Starting in 208 BCE (before the common Era, a politically correct delineation of time), the Chinese Qin Dynasty embarked in the construction of the longest man made structure, “stretching over a formidable 6,352 km (3,948 miles), from Shanhai Pass on the Bohai Sea in the east, at the limit between "China proper" and Manchuria (Northeast China), to Lop Nur in the south-eastern portion of Xinjiang Uygur Autonomous Region . Along most of its arc, it roughly delineates the border between North China and Inner Mongolia.”
Thus began the construction frenzy ever imagined by man. We are witnesses to the mushrooming of massive vertical symbols zooming towards the heavens:
Rank Building, city Year Stories Height
1. Taipei 101, Taipei, Taiwan 2004 101 508 1,667
2. Petronas Tower 1, Kuala
Lumpur, Malaysia 1998 88 452 1,483
3. Petronas Tower 2, Kuala
Lumpur, Malaysia 1998 88 452 1,483
4. Sears Tower, Chicago 1974 110 442 1,451
5. Jin Mao Building, Shanghai 1999 88 421 1,381
6. Two International Finance
Centre, Hong Kong 2003 88 415 1,362
7. CITIC Plaza, Guangzhou,
China 1996 80 391 1,283
8. Shun Hing Square,
Shenzhen, China 1996 69 384 1,260
9. Empire State Building,
New York 1931 102 381 1,250
10. Central Plaza, Hong Kong 1992 78 374 1,227
Underlying this need to create horizontal or vertical configurations is the need to be immortalized.

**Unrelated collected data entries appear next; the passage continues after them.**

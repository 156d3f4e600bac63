use regex::{Regex, RegexBuilder};
use serde::{Deserialize, Serialize};

use crate::error::{EngineError, Result};

/// Placeholder replaced by a version id inside version marker templates.
pub const ID_PLACEHOLDER: &str = "{id}";

/// The textual markers an upstream model emits around structured content.
///
/// These are a contract with the generation prompts, so every token is
/// configurable. Missing fields in a config file fall back to the defaults.
#[derive(Debug, Clone, PartialEq, Eq, Serialize, Deserialize)]
#[serde(default)]
pub struct MarkerSyntax {
    /// Start of a version block, e.g. `[VERSION_{id}]`.
    pub version_start: String,
    /// End of a version block, e.g. `[END_VERSION_{id}]`.
    pub version_end: String,
    pub version_ids: Vec<String>,
    /// Prefix of the optional strategy line opening a version.
    pub strategy_prefix: String,
    pub suggestions_open: String,
    pub suggestions_close: String,
    pub plan_open: String,
    pub plan_close: String,
    pub confirm_open: String,
    pub confirm_close: String,
}

impl Default for MarkerSyntax {
    fn default() -> Self {
        Self {
            version_start: "[VERSION_{id}]".to_string(),
            version_end: "[END_VERSION_{id}]".to_string(),
            version_ids: vec!["a".to_string(), "b".to_string(), "c".to_string()],
            strategy_prefix: "Strategy:".to_string(),
            suggestions_open: "[SUGGESTIONS]".to_string(),
            suggestions_close: "[/SUGGESTIONS]".to_string(),
            plan_open: "[FLOW_PLAN]".to_string(),
            plan_close: "[/FLOW_PLAN]".to_string(),
            confirm_open: "[CONFIRM]".to_string(),
            confirm_close: "[/CONFIRM]".to_string(),
        }
    }
}

impl MarkerSyntax {
    /// Validates the syntax and builds the scanners once.
    pub fn compile(&self) -> Result<CompiledMarkers> {
        for id in &self.version_ids {
            if id.is_empty() || !id.chars().all(char::is_alphanumeric) {
                return Err(EngineError::InvalidVersionId(id.clone()));
            }
        }
        if self.version_ids.is_empty() {
            return Err(EngineError::EmptyMarker {
                name: "version_ids",
            });
        }

        let start = split_template(&self.version_start)?;
        let end = split_template(&self.version_end)?;
        let ids = self
            .version_ids
            .iter()
            .map(|id| regex::escape(id))
            .collect::<Vec<_>>()
            .join("|");

        // End first, so a start template that is a suffix of the end
        // template never claims an end marker.
        let version = RegexBuilder::new(&format!(
            r"(?:{}(?P<end>{ids}){})|(?:{}(?P<start>{ids}){})",
            regex::escape(end.0),
            regex::escape(end.1),
            regex::escape(start.0),
            regex::escape(start.1),
        ))
        .case_insensitive(true)
        .build()?;

        let strategy = if self.strategy_prefix.trim().is_empty() {
            None
        } else {
            Some(
                RegexBuilder::new(&format!(
                    r"^\s*(?:\*\*)?{}(?:\*\*)?\s*(?P<note>.*?)\s*(?:\*\*)?\s*$",
                    regex::escape(self.strategy_prefix.trim())
                ))
                .case_insensitive(true)
                .build()?,
            )
        };

        let flow = [
            ("suggestions_open", &self.suggestions_open),
            ("suggestions_close", &self.suggestions_close),
            ("plan_open", &self.plan_open),
            ("plan_close", &self.plan_close),
            ("confirm_open", &self.confirm_open),
            ("confirm_close", &self.confirm_close),
        ];
        for (name, marker) in flow {
            if marker.trim().is_empty() {
                return Err(EngineError::EmptyMarker { name });
            }
        }
        let flow = RegexBuilder::new(&format!(
            r"(?P<suggestions_open>{})|(?P<suggestions_close>{})|(?P<plan_open>{})|(?P<plan_close>{})|(?P<confirm_open>{})|(?P<confirm_close>{})",
            regex::escape(self.suggestions_open.trim()),
            regex::escape(self.suggestions_close.trim()),
            regex::escape(self.plan_open.trim()),
            regex::escape(self.plan_close.trim()),
            regex::escape(self.confirm_open.trim()),
            regex::escape(self.confirm_close.trim()),
        ))
        .case_insensitive(true)
        .build()?;

        Ok(CompiledMarkers {
            syntax: self.clone(),
            version,
            strategy,
            flow,
        })
    }

    /// Every concrete version marker, used to recognise a marker that is
    /// still arriving at the tail of a stream.
    pub(crate) fn rendered_version_markers(&self) -> Vec<String> {
        self.version_ids
            .iter()
            .flat_map(|id| {
                [
                    self.version_start.replace(ID_PLACEHOLDER, &id.to_uppercase()),
                    self.version_end.replace(ID_PLACEHOLDER, &id.to_uppercase()),
                ]
            })
            .collect()
    }
}

fn split_template(template: &str) -> Result<(&str, &str)> {
    let Some((prefix, suffix)) = template.split_once(ID_PLACEHOLDER) else {
        return Err(EngineError::MissingIdPlaceholder {
            template: template.to_string(),
        });
    };
    if prefix.trim().is_empty() && suffix.trim().is_empty() {
        return Err(EngineError::EmptyMarker {
            name: "version marker",
        });
    }
    Ok((prefix, suffix))
}

/// Marker syntax with its regexes built.
#[derive(Debug, Clone)]
pub struct CompiledMarkers {
    pub(crate) syntax: MarkerSyntax,
    pub(crate) version: Regex,
    pub(crate) strategy: Option<Regex>,
    /// Any flow block opener or closer, as named groups.
    pub(crate) flow: Regex,
}

impl CompiledMarkers {
    pub fn syntax(&self) -> &MarkerSyntax {
        &self.syntax
    }

    /// Drops a partially received marker from the end of a streaming buffer,
    /// so `[VERS` never flashes up as literal text.
    pub(crate) fn trim_partial_marker<'a>(&self, text: &'a str) -> &'a str {
        let s = &self.syntax;
        let candidates = s.rendered_version_markers().into_iter().chain(
            [
                &s.suggestions_open,
                &s.suggestions_close,
                &s.plan_open,
                &s.plan_close,
                &s.confirm_open,
                &s.confirm_close,
            ]
            .into_iter()
            .cloned(),
        );

        let mut cut = text.len();
        for marker in candidates {
            for k in (1..marker.len()).rev() {
                if k > text.len() || !marker.is_char_boundary(k) {
                    continue;
                }
                let tail_start = text.len() - k;
                if text.is_char_boundary(tail_start)
                    && text[tail_start..].eq_ignore_ascii_case(&marker[..k])
                {
                    cut = cut.min(tail_start);
                    break;
                }
            }
        }
        &text[..cut]
    }
}

impl Default for CompiledMarkers {
    fn default() -> Self {
        MarkerSyntax::default()
            .compile()
            .expect("default marker syntax compiles")
    }
}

The days of construction frenzy or edifice complex are gone. The Greeks and the Romans left remnants of them: the Parthenon and the aqueducts and the Coliseums.
Now, global tycoons of significance are on the new path of building new pyramids: philanthropy of gargantuan proportions. Does it validate the ancient wisdom of the ease with which a camel gets thru the gauntlet than a rich man?
US$44B can build you a number of Yangtze dams in China and recite at heart Mao Zedong’s poem, “Swimming”:
"I have just drunk the waters of Changsha
And come to eat the fish of Wuchang
Now I am swimming across the great Yangtze,
Sails move with the wind.
Or interconnecting bridges as high as the Millau Viaduct in France. Etcetera.
US$44B can build you bigger and grander triangles than what the pharaohs blueprinted. But these ancient kings had been there and done that. Instead of dropping one time capsule in one geographical nook possibly visible from some heavenly bodies, today’s rich men choose to stake the boundless space of human memory constructing abstract structures of generosity as monuments of their magnanimity or immortality.